Blossomtoes · 21/07/2021 17:37

Could you call your DM's GP and explain what's going on and ask them to invite her in for a "Health Check"?

They won’t do it. You can’t “refer” someone else for a GP appointment, they have to go themselves. The best you can hope for is to express concerns generally about her health and persuade her to go to see her GP with you in attendance, OP.

It’s entirely possible that she has concerns herself and is very frightened. As someone who lives in fear of dementia, I constantly monitor myself yet know that confirmation is the last thing I’d want. Particularly as there’s realistically so little that can be done about it.

BunnyRuddington · 21/07/2021 17:42

They won’t do it. You can’t “refer” someone else for a GP appointment, they have to go themselves. The best you can hope for is to express concerns generally about her health and persuade her to go to see her GP with you in attendance, OP

Well our GPs will and have done it.

Blossomtoes · 21/07/2021 17:48

Ours won’t.
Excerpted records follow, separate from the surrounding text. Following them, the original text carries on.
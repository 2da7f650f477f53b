//! In-memory snapshot of the catalog and its summary statistics.
//!
//! [`Catalog::load`] reads every series, episode and movie from the [`ReferenceStore`] in one
//! pass and derives the counts and total runtime shown on the summary page. Nothing here is
//! persisted; a reload recomputes everything.
//!
//! Rows with unreadable data don't stop the load. A runtime that is neither `N/A` nor carries
//! digits contributes nothing to the total and is recorded as a [`DataWarning`], as is a movie
//! release date that doesn't parse.
//!
//! # Examples
//!
//! ```no_run
//! # use treklist::{catalog::Catalog, reference::ReferenceStore};
//! # fn example() -> Result<(), Box<dyn std::error::Error>> {
//! let store = ReferenceStore::open(ReferenceStore::bundled_path())?;
//! let catalog = Catalog::load(&store)?;
//! let stats = catalog.stats();
//! println!("{} episodes, {}", stats.episode_count, stats.runtime());
//! for warning in catalog.warnings() {
//!   eprintln!("{warning}");
//! }
//! # Ok(())
//! # }
//! ```

use crate::{
  log::{UserLog, WatchedSet},
  reference::ReferenceStore,
  runtime::{format_runtime, Runtime, RuntimeBreakdown},
};

use super::*;

/// A series together with its episodes in `(season, episode)` order.
#[derive(Debug, Clone, PartialEq, Eq)]
pub struct SeriesListing {
  /// The series row.
  pub series:   CatalogSeries,
  /// Its episodes.
  pub episodes: Vec<CatalogEpisode>,
}

/// Counts and total runtime across the whole catalog.
#[derive(Debug, Clone, Copy, PartialEq, Eq, Default)]
pub struct CatalogStats {
  /// Number of series.
  pub series_count:          usize,
  /// Number of episodes across all series.
  pub episode_count:         usize,
  /// Number of movies.
  pub movie_count:           usize,
  /// Sum of every readable episode and movie runtime.
  pub total_runtime_minutes: u64,
}

impl CatalogStats {
  /// The total runtime as days, hours and minutes.
  pub fn runtime(&self) -> RuntimeBreakdown { format_runtime(self.total_runtime_minutes) }
}

/// A catalog row whose data couldn't be read. The rest of the catalog is unaffected.
#[derive(Debug, Clone, PartialEq, Eq)]
pub enum DataWarning {
  /// The runtime is neither `N/A` nor digit-bearing; it counts as zero.
  MalformedRuntime {
    /// Identifier of the row.
    imdb_id: String,
    /// The runtime as stored.
    runtime: String,
  },
  /// A movie release date isn't in `DD Mon YYYY` form; the movie sorts last.
  MalformedRelease {
    /// Identifier of the movie.
    imdb_id:  String,
    /// The release date as stored.
    released: String,
  },
}

impl Display for DataWarning {
  fn fmt(&self, f: &mut std::fmt::Formatter<'_>) -> std::fmt::Result {
    match self {
      DataWarning::MalformedRuntime { imdb_id, runtime } =>
        write!(f, "{imdb_id}: malformed runtime {runtime:?}"),
      DataWarning::MalformedRelease { imdb_id, released } =>
        write!(f, "{imdb_id}: malformed release date {released:?}"),
    }
  }
}

/// How much of the catalog the user has watched.
#[derive(Debug, Clone, Copy, PartialEq, Eq, Default)]
pub struct WatchProgress {
  /// Episodes marked watched.
  pub episodes_watched: usize,
  /// Movies marked watched.
  pub movies_watched:   usize,
  /// Summed runtime of everything marked watched.
  pub watched_minutes:  u64,
  /// Log entries whose watched flag couldn't be read, counted as unwatched.
  pub unreadable:       usize,
}

/// Snapshot of the reference catalog with derived statistics.
#[derive(Debug, Clone, Default)]
pub struct Catalog {
  /// Series in catalog order, each with its episodes.
  series:   Vec<SeriesListing>,
  /// Movies in release order.
  movies:   Vec<CatalogMovie>,
  /// Derived counts and runtime.
  stats:    CatalogStats,
  /// Rows that failed to read cleanly.
  warnings: Vec<DataWarning>,
}

impl Catalog {
  /// Reads the whole catalog from `store` and computes its statistics.
  ///
  /// Only storage failures are errors. Malformed runtimes and release dates become
  /// [`DataWarning`]s, each also logged at `warn` level.
  pub fn load(store: &ReferenceStore) -> Result<Self> {
    let mut warnings = Vec::new();
    let mut total_runtime_minutes = 0u64;

    let mut series = Vec::new();
    for entry in store.list_series()? {
      let episodes = store.list_episodes(&entry.abbreviation)?;
      for episode in &episodes {
        total_runtime_minutes +=
          u64::from(runtime_minutes(&episode.imdb_id, &episode.runtime, &mut warnings));
      }
      series.push(SeriesListing { series: entry, episodes });
    }

    let mut dated = Vec::new();
    let mut undated = Vec::new();
    for movie in store.list_movies()? {
      total_runtime_minutes +=
        u64::from(runtime_minutes(&movie.imdb_id, &movie.runtime, &mut warnings));
      match movie.release_date() {
        Ok(date) => dated.push((date, movie)),
        Err(_) => {
          warn!("Movie {} has a malformed release date {:?}", movie.imdb_id, movie.released);
          warnings.push(DataWarning::MalformedRelease {
            imdb_id:  movie.imdb_id.clone(),
            released: movie.released.clone(),
          });
          undated.push(movie);
        },
      }
    }
    // Stable, so equal dates keep catalog order.
    dated.sort_by_key(|(date, _)| *date);
    let movies: Vec<CatalogMovie> =
      dated.into_iter().map(|(_, movie)| movie).chain(undated).collect();

    let stats = CatalogStats {
      series_count: series.len(),
      episode_count: series.iter().map(|s| s.episodes.len()).sum(),
      movie_count: movies.len(),
      total_runtime_minutes,
    };
    debug!(
      "Loaded catalog: {} series, {} episodes, {} movies, {} minutes, {} warnings",
      stats.series_count,
      stats.episode_count,
      stats.movie_count,
      stats.total_runtime_minutes,
      warnings.len()
    );

    Ok(Self { series, movies, stats, warnings })
  }

  /// Derived counts and runtime.
  pub fn stats(&self) -> CatalogStats { self.stats }

  /// Rows that failed to read cleanly during the load.
  pub fn warnings(&self) -> &[DataWarning] { &self.warnings }

  /// All series with their episodes, in catalog order.
  pub fn series(&self) -> &[SeriesListing] { &self.series }

  /// All movies, earliest release first.
  pub fn movies(&self) -> &[CatalogMovie] { &self.movies }

  /// The series with the given abbreviation.
  pub fn series_by_abbreviation(&self, abbreviation: &str) -> Option<&SeriesListing> {
    self.series.iter().find(|listing| listing.series.abbreviation == abbreviation)
  }

  /// Episodes of the series with the given abbreviation, empty if there's no such series.
  pub fn episodes(&self, abbreviation: &str) -> &[CatalogEpisode] {
    self.series_by_abbreviation(abbreviation).map(|listing| listing.episodes.as_slice()).unwrap_or(&[])
  }

  /// The episode with the given identifier, from any series.
  pub fn episode(&self, imdb_id: &str) -> Option<&CatalogEpisode> {
    self.series.iter().flat_map(|listing| &listing.episodes).find(|e| e.imdb_id == imdb_id)
  }

  /// The movie with the given identifier.
  pub fn movie(&self, imdb_id: &str) -> Option<&CatalogMovie> {
    self.movies.iter().find(|movie| movie.imdb_id == imdb_id)
  }

  /// Which catalog table `imdb_id` belongs to, if any.
  pub fn kind_of(&self, imdb_id: &str) -> Option<PosterKind> {
    if self.series.iter().any(|listing| listing.series.imdb_id == imdb_id) {
      Some(PosterKind::Series)
    } else if self.episode(imdb_id).is_some() {
      Some(PosterKind::Episode)
    } else if self.movie(imdb_id).is_some() {
      Some(PosterKind::Movie)
    } else {
      None
    }
  }

  /// Tallies the episodes and movies `log` marks as watched.
  ///
  /// Only the watched flags are read. An entry with an unreadable flag counts as unwatched and
  /// shows up in [`WatchProgress::unreadable`]; only storage failures are errors.
  pub fn progress(&self, log: &UserLog) -> Result<WatchProgress> {
    let WatchedSet { watched, unreadable } = log.watched_set()?;

    let mut progress = WatchProgress { unreadable: unreadable.len(), ..Default::default() };
    for episode in self.series.iter().flat_map(|listing| &listing.episodes) {
      if watched.contains(&episode.imdb_id) {
        progress.episodes_watched += 1;
        progress.watched_minutes += u64::from(quiet_minutes(&episode.runtime));
      }
    }
    for movie in &self.movies {
      if watched.contains(&movie.imdb_id) {
        progress.movies_watched += 1;
        progress.watched_minutes += u64::from(quiet_minutes(&movie.runtime));
      }
    }
    Ok(progress)
  }
}

/// Minutes for one row's runtime, recording a warning if it's malformed.
fn runtime_minutes(imdb_id: &str, runtime: &str, warnings: &mut Vec<DataWarning>) -> u32 {
  match runtime.parse::<Runtime>() {
    Ok(runtime) => runtime.minutes(),
    Err(_) => {
      warn!("Catalog item {imdb_id} has a malformed runtime {runtime:?}");
      warnings.push(DataWarning::MalformedRuntime {
        imdb_id: imdb_id.to_string(),
        runtime: runtime.to_string(),
      });
      0
    },
  }
}

/// Minutes for a runtime already reported during the load.
fn quiet_minutes(runtime: &str) -> u32 { runtime.parse::<Runtime>().map(Runtime::minutes).unwrap_or(0) }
I’ve tried and been put firmly back in my box.

BunnyRuddington · 21/07/2021 17:49

Ours won’t. I’ve tried and been put firmly back in my box.

That's such a shame. Unfortunately though most people only seem to get diagnosed after some sort of crisis.

5zeds · 21/07/2021 17:54

Does the medication slow things significantly?

lollipoprainbow · 21/07/2021 17:57

My mum was 76 when we noticed things weren't right, subtle things like not wanting to meet her friends for coffee, worrying about money. She used to look after my daughter while I worked and I came home and she said she didn't think the front door key was working even though she had got in!! . If I look back now I can see it was the start of her dementia and lots of other things too. The doctor initially diagnosed her with anxiety disorder. Then my sister got seriously ill and my mum didn't seem that worried even though they were very close. My sister sadly died and this accelerated the dementia. After a time in hospital when she was taken there after being found in the street wondering around at night and many tests. She was finally diagnosed with mixed dementia (vascular and Alzheimer's). So sorry if it's the case for your mum, it's an awful disease.

TonTonMacoute · 21/07/2021 18:06

My sympathies OP. The bad news is that there isn't really any good news and you could be in for a long hard fight.

I would definitely write to or email you mum's GP. They may not do anything immediately but they will put it on file and will do some extra tests next time she visits them of her own accord.

Keep the letter short and with bullet points of your observations.

I am very sorry, we are going through this at the moment with MIL and I'm quite horrified at how little we are in a position to do. She can get in her car and drive, she went out the other week with a very flat tyre and was very rude to a woman who pointed this out to her. She is a danger to herself and others

I know we have to protect people from scheming relatives but it makes it incredibly hard for caring relatives to do what's best.

knittingaddict · 21/07/2021 18:07

@BunnyRuddington

They won’t do it. You can’t “refer” someone else for a GP appointment, they have to go themselves. The best you can hope for is to express concerns generally about her health and persuade her to go to see her GP with you in attendance, OP

Well our GPs will and have done it.

My mum's doctor did it too. My brother talked to them and they arranged to give my mum a "check up". She was then diagnosed with dementia and given some medication.
GCrebel · 21/07/2021 19:58

Dementia isn't - or at least isn't exclusively- about memory though. My DM retained a good memory whilst making increasingly uncharacteristic decisions and behaving oddly. As an intelligent woman, she also learned the questions in the mini mental state examination and revised the answers before visiting her GP.

I feel for you OP it's a horrible situation and I fear you may need to be persistent. I found the Alzheimer's society support a great help, mainly because they listened and believed me, when HCP were telling me everything was fine. It might be worth keeping a note or diary to remind yourself what is concerning you, but ultimately trust yourself. If you are seeing a change, it's because it's there.